Assembly Democrats had planned to propose more than 200 amendments to the biennial budget that the chamber voted on Wednesday. But in a surprise move, Assembly Minority Leader Peter Barca, D-Kenosha, simply announced that his caucus was ready to vote.
The Wisconsin progressive tradition tends more toward a fight-it-to-the-bitter-end approach, especially when a budget is as fundamentally flawed as this one.
But it is easy to understand the frustration of Assembly Democrats, whose efforts to work with the Republican majority were so frequently thwarted during the budget-writing process.
There are certainly plenty of partisans who think it is appropriate for the party that has achieved majority status to eschew meaningful collaboration with representatives of the minority party. Indeed, when the majority party has a clear mandate, that’s to be expected.
But Assembly Republicans don’t have a clear mandate.
Remember that, in 2011, Assembly district lines were gerrymandered by Republican leaders to favor their party’s candidates. The strategy worked, giving the GOP overwhelming 60-39 control of the chamber after the 2012 election.
But that wasn’t what the voters of Wisconsin wanted.
In 2012, Democrats won 53 percent of the 2.7 million votes cast statewide for Assembly seats across Wisconsin, compared with just 46 percent for Republicans.

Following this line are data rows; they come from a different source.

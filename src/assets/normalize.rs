//! Post-processing applied to every imported model before it is placed.

use crate::scene::{Aabb, NodeId, SceneGraph, Subtree};
use glam::{Mat4, Vec3};

/// Turn on shadows for every mesh and tag texture images with their decoding.
pub fn prepare_surfaces(model: &mut Subtree) -> usize {
    let mut meshes = 0;
    model.visit_mut(&mut |node| {
        if let Some(mesh) = node.kind.mesh_mut() {
            mesh.cast_shadow = true;
            mesh.receive_shadow = true;
            if let Some(material) = mesh.material.as_mut() {
                material.apply_color_spaces();
            }
            meshes += 1;
        }
    });
    meshes
}

/// Bounds of every mesh in `model`, in the space `model` is placed into.
pub fn subtree_bounds(model: &Subtree) -> Aabb {
    fn walk(node: &Subtree, parent: Mat4, acc: &mut Aabb) {
        let world = parent * node.transform.matrix();
        if let Some(mesh) = node.kind.mesh() {
            *acc = acc.union(&mesh.bounds_under(&world));
        }
        for child in &node.children {
            walk(child, world, acc);
        }
    }
    let mut bounds = Aabb::EMPTY;
    walk(model, Mat4::IDENTITY, &mut bounds);
    bounds
}

/// Scale `model` so its largest dimension is `target_size`, centre it, rest
/// it on y = 0 and move it horizontally by `offset`. Returns the final bounds,
/// or `None` when the model has no geometry.
pub fn normalize(model: &mut Subtree, target_size: f32, offset: Vec3) -> Option<Aabb> {
    model.transform = Default::default();
    let bounds = subtree_bounds(model);
    if bounds.is_empty() {
        return None;
    }

    let largest = bounds.max_dimension();
    let scale = if largest > f32::EPSILON {
        target_size / largest
    } else {
        1.0
    };
    model.transform.scale = Vec3::splat(scale);
    model.transform.position = -bounds.center() * scale;

    let scaled = subtree_bounds(model);
    model.transform.position.y -= scaled.min.y;
    model.transform.position.x += offset.x;
    model.transform.position.z += offset.z;

    let placed = subtree_bounds(model);
    log::debug!(
        "normalized model: scale {scale:.4}, bounds {:?}..{:?}",
        placed.min,
        placed.max
    );
    Some(placed)
}

/// `UserModel_<stamp>`, with `_<n>` appended if a sibling already uses it.
pub fn unique_name(scene: &SceneGraph, container: NodeId, stamp: u128) -> String {
    let base = format!("UserModel_{stamp}");
    if scene.child_named(container, &base).is_none() {
        return base;
    }
    (1..)
        .map(|n| format!("{base}_{n}"))
        .find(|name| scene.child_named(container, name).is_none())
        .unwrap_or(base)
}

#[cfg(test)]
mod tests {
    use super::*;
    use crate::scene::{ColorSpace, Material, Mesh, NodeKind, TextureKind, TextureSlot, Transform};

    fn off_centre_model() -> Subtree {
        let mut model = Subtree::group("model");
        let mut part = Subtree::drawable("part", Mesh::cuboid(Vec3::new(4.0, 1.0, 2.0)));
        part.transform = Transform::from_position(Vec3::new(10.0, -3.0, 5.0));
        model.children.push(part);
        model
    }

    #[test]
    fn normalized_model_rests_on_ground_at_target_size() {
        let mut model = off_centre_model();
        let offset = Vec3::new(0.0, 0.0, -4.0);
        let bounds = normalize(&mut model, 2.0, offset).unwrap();
        assert!((bounds.max_dimension() - 2.0).abs() < 1e-4);
        assert!(bounds.min.y.abs() < 1e-4);
        assert!((bounds.center().x - offset.x).abs() < 1e-4);
        assert!((bounds.center().z - offset.z).abs() < 1e-4);
    }

    #[test]
    fn placement_matches_scene_bounds() {
        let mut model = off_centre_model();
        normalize(&mut model, 2.0, Vec3::ZERO).unwrap();
        let mut scene = SceneGraph::new();
        let id = scene.insert(scene.root(), model).unwrap();
        let bounds = scene.bounding_box(id);
        assert!((bounds.max_dimension() - 2.0).abs() < 1e-4);
        assert!(bounds.min.y.abs() < 1e-4);
    }

    #[test]
    fn model_without_geometry_is_rejected() {
        let mut model = Subtree::group("empty");
        model.children.push(Subtree::group("child"));
        assert!(normalize(&mut model, 2.0, Vec3::ZERO).is_none());
    }

    #[test]
    fn flat_model_is_not_scaled_to_infinity() {
        let mut model = Subtree::drawable("point", Mesh::new(vec![Vec3::new(1.0, 1.0, 1.0)], vec![]));
        let bounds = normalize(&mut model, 2.0, Vec3::ZERO).unwrap();
        assert_eq!(model.transform.scale, Vec3::ONE);
        assert!(bounds.min.y.abs() < 1e-6);
    }

    #[test]
    fn surfaces_get_shadows_and_color_spaces() {
        let mut material = Material::new("m");
        for kind in [TextureKind::BaseColor, TextureKind::Normal] {
            material.textures.push(TextureSlot {
                kind,
                image: Some(crate::scene::ImageData {
                    width: 1,
                    height: 1,
                    rgba: vec![255; 4],
                }),
                color_space: ColorSpace::Linear,
            });
        }
        let mut model = Subtree::group("model");
        model
            .children
            .push(Subtree::drawable("a", Mesh::cuboid(Vec3::ONE).with_material(material)));
        model.children.push(Subtree::drawable("b", Mesh::cuboid(Vec3::ONE)));

        assert_eq!(prepare_surfaces(&mut model), 2);
        for child in &model.children {
            let NodeKind::Drawable(mesh) = &child.kind else { panic!("drawable expected") };
            assert!(mesh.cast_shadow && mesh.receive_shadow);
        }
        let mesh = model.children[0].kind.mesh().unwrap();
        let spaces: Vec<_> = mesh
            .material
            .as_ref()
            .unwrap()
            .textures
            .iter()
            .map(|slot| slot.color_space)
            .collect();
        assert_eq!(spaces, vec![ColorSpace::Srgb, ColorSpace::Linear]);
    }

    #[test]
    fn unique_name_suffixes_collisions() {
        let mut scene = SceneGraph::new();
        let container = scene.add(scene.root(), "UserModels", NodeKind::Group).unwrap();
        assert_eq!(unique_name(&scene, container, 42), "UserModel_42");
        scene.add(container, "UserModel_42", NodeKind::Group);
        assert_eq!(unique_name(&scene, container, 42), "UserModel_42_1");
        scene.add(container, "UserModel_42_1", NodeKind::Group);
        assert_eq!(unique_name(&scene, container, 42), "UserModel_42_2");
    }
}
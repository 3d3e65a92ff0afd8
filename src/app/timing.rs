use std::time::Instant;
use winit::window::Window;

pub struct FrameTiming {
    last_frame_time: Option<Instant>,
    last_fps_time: Instant,
    frame_count: u32,
    fps: f32,
    pub frame_dt: f32,
    base_title: String,
}

impl FrameTiming {
    pub fn new(base_title: String) -> Self {
        Self {
            last_frame_time: None,
            last_fps_time: Instant::now(),
            frame_count: 0,
            fps: 0.0,
            frame_dt: 1.0 / 60.0,
            base_title,
        }
    }

    pub fn update(&mut self, now: Instant) {
        let dt_duration = if let Some(last) = self.last_frame_time {
            now.saturating_duration_since(last)
        } else {
            std::time::Duration::from_millis(16)
        };
        self.last_frame_time = Some(now);
        self.frame_dt = dt_duration.as_secs_f32().max(0.0);

        self.frame_count = self.frame_count.saturating_add(1);
        let elapsed = now.saturating_duration_since(self.last_fps_time);
        if elapsed.as_secs_f32() >= 0.5 {
            self.fps = self.frame_count as f32 / elapsed.as_secs_f32();
            self.frame_count = 0;
            self.last_fps_time = now;
        }
    }

    /// Title with frame rate and an editor summary.
    pub fn title(&self, detail: &str) -> String {
        if detail.is_empty() {
            format!("{} - {:.1} fps", self.base_title, self.fps)
        } else {
            format!("{} - {:.1} fps - {}", self.base_title, self.fps, detail)
        }
    }

    pub fn apply_title(&self, window: &Window, detail: &str) {
        window.set_title(&self.title(detail));
    }
}
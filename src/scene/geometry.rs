//! Rays, bounding boxes and triangle meshes used for hit-testing and
//! normalization.

use super::material::Material;
use glam::{Mat4, Vec3};

/// A ray for intersection testing.
#[derive(Debug, Clone, Copy, PartialEq)]
pub struct Ray {
    pub origin: Vec3,
    pub direction: Vec3,
}

impl Ray {
    /// Create a ray with a normalized direction.
    pub fn new(origin: Vec3, direction: Vec3) -> Self {
        Self {
            origin,
            direction: direction.normalize_or_zero(),
        }
    }

    pub fn at(&self, t: f32) -> Vec3 {
        self.origin + self.direction * t
    }

    /// Move the ray into another space. The direction is not renormalized, so a
    /// parameter `t` names the same point in both spaces.
    pub fn transformed(&self, matrix: &Mat4) -> Self {
        Self {
            origin: matrix.transform_point3(self.origin),
            direction: matrix.transform_vector3(self.direction),
        }
    }

    /// Intersection with the plane through `point` with `normal`.
    pub fn intersect_plane(&self, point: Vec3, normal: Vec3) -> Option<Vec3> {
        let denom = normal.dot(self.direction);
        if denom.abs() < 1e-6 {
            return None;
        }
        let t = normal.dot(point - self.origin) / denom;
        if t < 0.0 {
            return None;
        }
        Some(self.at(t))
    }

    /// Shortest distance between this ray and the segment `p0..p1`.
    pub fn distance_to_segment(&self, p0: Vec3, p1: Vec3) -> Option<f32> {
        let u = self.direction;
        let v = p1 - p0;
        let w = self.origin - p0;

        let a = u.dot(u);
        let b = u.dot(v);
        let c = v.dot(v);
        let d = u.dot(w);
        let e = v.dot(w);

        let denom = a * c - b * b;
        if denom.abs() < 1e-8 {
            return None;
        }

        let s = ((b * e - c * d) / denom).max(0.0);
        let t = ((a * e - b * d) / denom).clamp(0.0, 1.0);
        Some(self.at(s).distance(p0 + v * t))
    }

    /// Möller–Trumbore, double sided. Returns the ray parameter of the hit.
    pub fn intersect_triangle(&self, a: Vec3, b: Vec3, c: Vec3) -> Option<f32> {
        let edge1 = b - a;
        let edge2 = c - a;
        let p = self.direction.cross(edge2);
        let det = edge1.dot(p);
        if det.abs() < 1e-10 {
            return None;
        }
        let inv_det = 1.0 / det;
        let s = self.origin - a;
        let u = s.dot(p) * inv_det;
        if !(0.0..=1.0).contains(&u) {
            return None;
        }
        let q = s.cross(edge1);
        let v = self.direction.dot(q) * inv_det;
        if v < 0.0 || u + v > 1.0 {
            return None;
        }
        let t = edge2.dot(q) * inv_det;
        (t >= 0.0).then_some(t)
    }
}

/// Axis-aligned bounding box.
#[derive(Debug, Clone, Copy, PartialEq)]
pub struct Aabb {
    pub min: Vec3,
    pub max: Vec3,
}

impl Aabb {
    pub const EMPTY: Self = Self {
        min: Vec3::splat(f32::INFINITY),
        max: Vec3::splat(f32::NEG_INFINITY),
    };

    pub fn new(min: Vec3, max: Vec3) -> Self {
        Self { min, max }
    }

    pub fn from_points(points: impl IntoIterator<Item = Vec3>) -> Self {
        let mut aabb = Self::EMPTY;
        for point in points {
            aabb.extend(point);
        }
        aabb
    }

    pub fn is_empty(&self) -> bool {
        self.min.x > self.max.x || self.min.y > self.max.y || self.min.z > self.max.z
    }

    pub fn extend(&mut self, point: Vec3) {
        self.min = self.min.min(point);
        self.max = self.max.max(point);
    }

    pub fn union(&self, other: &Aabb) -> Aabb {
        Aabb::new(self.min.min(other.min), self.max.max(other.max))
    }

    pub fn center(&self) -> Vec3 {
        (self.min + self.max) * 0.5
    }

    pub fn size(&self) -> Vec3 {
        if self.is_empty() {
            Vec3::ZERO
        } else {
            self.max - self.min
        }
    }

    pub fn max_dimension(&self) -> f32 {
        self.size().max_element()
    }

    /// Bounds of the eight transformed corners.
    pub fn transformed(&self, matrix: &Mat4) -> Aabb {
        if self.is_empty() {
            return *self;
        }
        let corners = [
            Vec3::new(self.min.x, self.min.y, self.min.z),
            Vec3::new(self.max.x, self.min.y, self.min.z),
            Vec3::new(self.min.x, self.max.y, self.min.z),
            Vec3::new(self.min.x, self.min.y, self.max.z),
            Vec3::new(self.max.x, self.max.y, self.min.z),
            Vec3::new(self.max.x, self.min.y, self.max.z),
            Vec3::new(self.min.x, self.max.y, self.max.z),
            Vec3::new(self.max.x, self.max.y, self.max.z),
        ];
        Aabb::from_points(corners.iter().map(|corner| matrix.transform_point3(*corner)))
    }

    /// Slab test. Returns the entry distance (or exit distance when the origin
    /// is inside), or `None` on a miss.
    pub fn intersect_ray(&self, ray: &Ray) -> Option<f32> {
        if self.is_empty() {
            return None;
        }
        let inv_dir = ray.direction.recip();
        let t0 = (self.min - ray.origin) * inv_dir;
        let t1 = (self.max - ray.origin) * inv_dir;
        let t_near = t0.min(t1).max_element();
        let t_far = t0.max(t1).min_element();

        if t_near <= t_far && t_far >= 0.0 {
            Some(if t_near >= 0.0 { t_near } else { t_far })
        } else {
            None
        }
    }
}

impl Default for Aabb {
    fn default() -> Self {
        Self::EMPTY
    }
}

/// Triangle-list geometry with an optional material.
#[derive(Debug, Clone, Default)]
pub struct Mesh {
    pub positions: Vec<Vec3>,
    /// Triangle list. Empty means consecutive position triples.
    pub indices: Vec<u32>,
    pub material: Option<Material>,
    pub cast_shadow: bool,
    pub receive_shadow: bool,
}

impl Mesh {
    pub fn new(positions: Vec<Vec3>, indices: Vec<u32>) -> Self {
        Self {
            positions,
            indices,
            ..Self::default()
        }
    }

    pub fn with_material(mut self, material: Material) -> Self {
        self.material = Some(material);
        self
    }

    /// Axis-aligned box centred on the origin.
    pub fn cuboid(size: Vec3) -> Self {
        let h = size * 0.5;
        let positions = vec![
            Vec3::new(-h.x, -h.y, -h.z),
            Vec3::new(h.x, -h.y, -h.z),
            Vec3::new(h.x, h.y, -h.z),
            Vec3::new(-h.x, h.y, -h.z),
            Vec3::new(-h.x, -h.y, h.z),
            Vec3::new(h.x, -h.y, h.z),
            Vec3::new(h.x, h.y, h.z),
            Vec3::new(-h.x, h.y, h.z),
        ];
        let indices = vec![
            0, 2, 1, 0, 3, 2, // back
            4, 5, 6, 4, 6, 7, // front
            0, 1, 5, 0, 5, 4, // bottom
            3, 7, 6, 3, 6, 2, // top
            1, 2, 6, 1, 6, 5, // right
            0, 4, 7, 0, 7, 3, // left
        ];
        Self::new(positions, indices)
    }

    pub fn local_bounds(&self) -> Aabb {
        Aabb::from_points(self.positions.iter().copied())
    }

    /// Tight bounds of the vertices after `matrix`.
    pub fn bounds_under(&self, matrix: &Mat4) -> Aabb {
        Aabb::from_points(self.positions.iter().map(|p| matrix.transform_point3(*p)))
    }

    pub fn triangle_count(&self) -> usize {
        if self.indices.is_empty() {
            self.positions.len() / 3
        } else {
            self.indices.len() / 3
        }
    }

    /// Triangles with out-of-range indices are skipped.
    pub fn triangles(&self) -> impl Iterator<Item = [Vec3; 3]> + '_ {
        (0..self.triangle_count()).filter_map(move |tri| {
            let corner = |k: usize| -> Option<Vec3> {
                let index = if self.indices.is_empty() {
                    tri * 3 + k
                } else {
                    *self.indices.get(tri * 3 + k)? as usize
                };
                self.positions.get(index).copied()
            };
            Some([corner(0)?, corner(1)?, corner(2)?])
        })
    }

    /// Nearest hit of a ray given in this mesh's local space.
    pub fn intersect_ray(&self, ray: &Ray) -> Option<f32> {
        self.local_bounds().intersect_ray(ray)?;
        self.triangles()
            .filter_map(|[a, b, c]| ray.intersect_triangle(a, b, c))
            .min_by(|a, b| a.total_cmp(b))
    }
}
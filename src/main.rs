//! Stagehand - interactive model staging
//!
//! Opens a window around the editing core: click to select imported models,
//! drag the gizmo to move/rotate/scale them, drop or open glTF packages.
//!
//! Usage: `stagehand [--config <file.json>] [model files...]`

mod app;

use clap::Parser;
use stagehand::config::EditorConfig;
use std::path::PathBuf;
use std::process::ExitCode;

#[derive(Parser, Debug)]
#[command(name = "stagehand")]
#[command(about = "Stage glTF models: pick, move, rotate and scale them")]
struct Cli {
    /// Editor settings (JSON). Defaults are used when omitted.
    #[arg(long)]
    config: Option<PathBuf>,

    /// .gltf/.glb files and their companions, imported as one set at startup
    models: Vec<PathBuf>,
}

impl Cli {
    fn into_options(self) -> Result<app::AppOptions, String> {
        let config = match &self.config {
            Some(path) => EditorConfig::load(path)
                .map_err(|err| format!("failed to load {}: {err}", path.display()))?,
            None => EditorConfig::default(),
        };
        Ok(app::AppOptions {
            config,
            models: self.models,
        })
    }
}

fn main() -> ExitCode {
    env_logger::Builder::from_env(env_logger::Env::default().default_filter_or("info"))
        .format_timestamp_millis()
        .init();

    let options = match Cli::parse().into_options() {
        Ok(options) => options,
        Err(message) => {
            log::error!("{message}");
            return ExitCode::FAILURE;
        }
    };

    match app::run(options) {
        Ok(()) => ExitCode::SUCCESS,
        Err(err) => {
            log::error!("Event loop error: {err}");
            ExitCode::FAILURE
        }
    }
}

According to a Milwaukee Journal Sentinel analysis, Democrats had a 174,000 vote advantage in races for Assembly seats.
If Wisconsin had representative democracy that reflected the will of the people – via proportional representation – the state would have a very different Assembly. And a very different budget.
As it is, the Assembly that was elected with a minority of the vote has enacted a budget that fails the majority of Wisconsinites.